Speaker
Description
We investigate the photoproduction of the D ‾Λ_c final state via intermediate hidden-charm pentaquark states P_c (4312),P_c (4440), and P_c (4457), focusing on the role of their underlying molecular structure. Using an effective Lagrangian approach and incorporating hadronic form factors, we construct the full amplitude for the reaction γp→P_c→D ‾Λ_c mediated by triangle loop diagrams involving intermediate meson and baryon exchanges. The P_c (4312) state, treated as a J^P=1/2^-, D ‾Σ_c molecule whereas the P_c (4440), and P_c (4457) are the (D^* ) ‾Σ_c molecule with J^P=1/2^-,3/2^-, respectively that serves as a benchmark to analyze how the compositeness of the pentaquark influences the loop amplitude and the resulting cross sections.
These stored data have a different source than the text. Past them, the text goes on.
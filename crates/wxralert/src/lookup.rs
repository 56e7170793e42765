//! Code → description tables
//!
//! Event codes and location codes are resolved to display strings
//! through two tables. Each is read from a simple `key=value` text
//! resource:
//!
//! ```txt
//! # comments start with '#' or '!'
//! RWT=Required Weekly Test
//! TOR=Tornado Warning
//! ```
//!
//! Built-in copies of both tables ship with this crate. The event
//! table lists the SAME event codes. The location table lists
//! Ohio counties by SAME location code (`PSSCCC`).

use std::collections::HashMap;
use std::fs;
use std::path::{Path, PathBuf};

use log::{debug, error};
use thiserror::Error;

const BUILTIN_EVENTS: &str = include_str!("../resources/alerts.properties");
const BUILTIN_LOCATIONS: &str = include_str!("../resources/counties.properties");

/// A table of codes and their descriptions
#[derive(Clone, Debug, Default, PartialEq, Eq)]
pub struct CodeTable {
    entries: HashMap<String, String>,
}

/// Which table a lookup was made against
#[derive(Clone, Copy, Debug, PartialEq, Eq, Hash, strum_macros::Display)]
pub enum Table {
    /// Event code descriptions
    #[strum(serialize = "event code")]
    Events,

    /// Location names
    #[strum(serialize = "location")]
    Locations,
}

/// A table resource could not be read
#[derive(Error, Debug)]
#[error("failed to load \"{}\"", .path.display())]
pub struct LookupLoadErr {
    path: PathBuf,
    #[source]
    source: std::io::Error,
}

/// A lookup was made against a table which failed to load
#[derive(Error, Clone, Copy, Debug, PartialEq, Eq, Hash)]
#[error("{0} table is unavailable")]
pub struct TableUnavailable(pub Table);

impl CodeTable {
    /// Parse a table from `key=value` text
    ///
    /// Lines which are blank or which start with `#` or `!` are
    /// ignored. Keys are separated from values by the first `=`
    /// or `:`. Both are trimmed of surrounding whitespace. Lines
    /// with no separator are skipped. Later entries replace
    /// earlier ones.
    pub fn parse(text: &str) -> Self {
        text.lines()
            .map(str::trim)
            .filter(|line| !line.is_empty() && !line.starts_with('#') && !line.starts_with('!'))
            .filter_map(|line| {
                let (key, value) = line.split_once(|c: char| c == '=' || c == ':')?;
                Some((key.trim(), value.trim()))
            })
            .filter(|(key, _value)| !key.is_empty())
            .collect()
    }

    /// Read a table from a `key=value` file
    pub fn from_path<P>(path: P) -> Result<Self, LookupLoadErr>
    where
        P: AsRef<Path>,
    {
        let path = path.as_ref();
        let text = fs::read_to_string(path).map_err(|source| LookupLoadErr {
            path: path.to_owned(),
            source,
        })?;

        let table = Self::parse(&text);
        debug!("loaded {} entries from \"{}\"", table.len(), path.display());
        Ok(table)
    }

    /// Event code descriptions shipped with this crate
    pub fn builtin_events() -> Self {
        Self::parse(BUILTIN_EVENTS)
    }

    /// Location names shipped with this crate
    pub fn builtin_locations() -> Self {
        Self::parse(BUILTIN_LOCATIONS)
    }

    /// Description for `code`, if known
    pub fn get(&self, code: &str) -> Option<&str> {
        self.entries.get(code).map(String::as_str)
    }

    /// Number of entries
    pub fn len(&self) -> usize {
        self.entries.len()
    }

    /// True if the table has no entries
    pub fn is_empty(&self) -> bool {
        self.entries.is_empty()
    }
}

impl<K, V> FromIterator<(K, V)> for CodeTable
where
    K: Into<String>,
    V: Into<String>,
{
    fn from_iter<I: IntoIterator<Item = (K, V)>>(iter: I) -> Self {
        Self {
            entries: iter
                .into_iter()
                .map(|(k, v)| (k.into(), v.into()))
                .collect(),
        }
    }
}

/// Resolves event and location codes to display strings
///
/// The `Lookup` is built once, at startup, and is read-only
/// afterwards. If either table fails to load, lookups against it
/// report [`TableUnavailable`]; the other table, and event
/// parsing, continue to work.
///
/// ```
/// use wxralert::{CodeTable, Lookup};
///
/// let lookup = Lookup::new(
///     Ok(CodeTable::from_iter([("RWT", "Required Weekly Test")])),
///     Ok(CodeTable::from_iter([("039103", "Allen")])),
/// );
///
/// assert_eq!(Ok(Some("Required Weekly Test")), lookup.event_description("RWT"));
/// assert_eq!(Ok(None), lookup.event_description("XYZ"));
/// assert_eq!(Ok(Some("Allen")), lookup.location_name("039103"));
/// ```
#[derive(Clone, Debug)]
pub struct Lookup {
    events: Option<CodeTable>,
    locations: Option<CodeTable>,
}

impl Lookup {
    /// Create from the results of loading each table
    ///
    /// Load failures are logged and the table is marked
    /// unavailable.
    pub fn new(
        events: Result<CodeTable, LookupLoadErr>,
        locations: Result<CodeTable, LookupLoadErr>,
    ) -> Self {
        Self {
            events: keep_table(Table::Events, events),
            locations: keep_table(Table::Locations, locations),
        }
    }

    /// Create with the built-in tables
    pub fn builtin() -> Self {
        Self::new(
            Ok(CodeTable::builtin_events()),
            Ok(CodeTable::builtin_locations()),
        )
    }

    /// Description of an event code
    ///
    /// Returns `Ok(None)` if the code is not in the table.
    pub fn event_description(&self, code: &str) -> Result<Option<&str>, TableUnavailable> {
        Ok(self
            .events
            .as_ref()
            .ok_or(TableUnavailable(Table::Events))?
            .get(code))
    }

    /// Name of a location code
    ///
    /// Returns `Ok(None)` if the code is not in the table.
    pub fn location_name(&self, code: &str) -> Result<Option<&str>, TableUnavailable> {
        Ok(self
            .locations
            .as_ref()
            .ok_or(TableUnavailable(Table::Locations))?
            .get(code))
    }
}

fn keep_table(which: Table, table: Result<CodeTable, LookupLoadErr>) -> Option<CodeTable> {
    match table {
        Ok(table) => Some(table),
        Err(err) => {
            error!("{} table unavailable: {}: {}", which, err, err.source);
            None
        }
    }
}

#[cfg(test)]
mod tests {
    use super::*;

    #[test]
    fn test_parse() {
        const TEXT: &str = "
# comment
! also a comment
RWT=Required Weekly Test
  TOR = Tornado Warning
SVR: Severe Thunderstorm Warning
no separator here
=no key
EMPTY=
RWT=Required Weekly Test (again)
";

        let table = CodeTable::parse(TEXT);
        assert_eq!(table.len(), 4);
        assert_eq!(table.get("RWT"), Some("Required Weekly Test (again)"));
        assert_eq!(table.get("TOR"), Some("Tornado Warning"));
        assert_eq!(table.get("SVR"), Some("Severe Thunderstorm Warning"));
        assert_eq!(table.get("EMPTY"), Some(""));
        assert_eq!(table.get("no separator here"), None);
        assert!(CodeTable::parse("").is_empty());
    }

    #[test]
    fn test_builtin() {
        let events = CodeTable::builtin_events();
        assert_eq!(events.get("RWT"), Some("Required Weekly Test"));
        assert_eq!(events.get("TOR"), Some("Tornado Warning"));
        assert_eq!(events.get("XYZ"), None);

        let locations = CodeTable::builtin_locations();
        assert_eq!(locations.len(), 88);
        assert_eq!(locations.get("039103"), Some("Medina"));
        assert_eq!(locations.get("039161"), Some("Van Wert"));
    }

    #[test]
    fn test_from_path() {
        let err = CodeTable::from_path("/nonexistent/wxralert/alerts.properties")
            .expect_err("should not load");
        assert!(format!("{}", err).contains("alerts.properties"));
    }

    #[test]
    fn test_unavailable_table() {
        let missing = CodeTable::from_path("/nonexistent/wxralert/counties.properties");
        let lookup = Lookup::new(Ok(CodeTable::builtin_events()), missing);

        assert_eq!(
            lookup.event_description("RWT"),
            Ok(Some("Required Weekly Test"))
        );
        assert_eq!(
            lookup.location_name("039103"),
            Err(TableUnavailable(Table::Locations))
        );
        assert_eq!(
            format!("{}", TableUnavailable(Table::Locations)),
            "location table is unavailable"
        );
    }
}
We calculate the full transition amplitude, including the loop integration with molecular vertex functions characterized by Gaussian regulators, and evaluate the invariant amplitude using both covariant and Euclidean techniques. The model emphasizes the importance of hadronic molecular interactions in shaping the observable distributions in meson photoproduction, particularly in terms of momentum dependence and angular structures. Our results provide theoretical predictions that can guide future experimental searches and analyses of hidden-charm molecular states through exclusive photoproduction channels.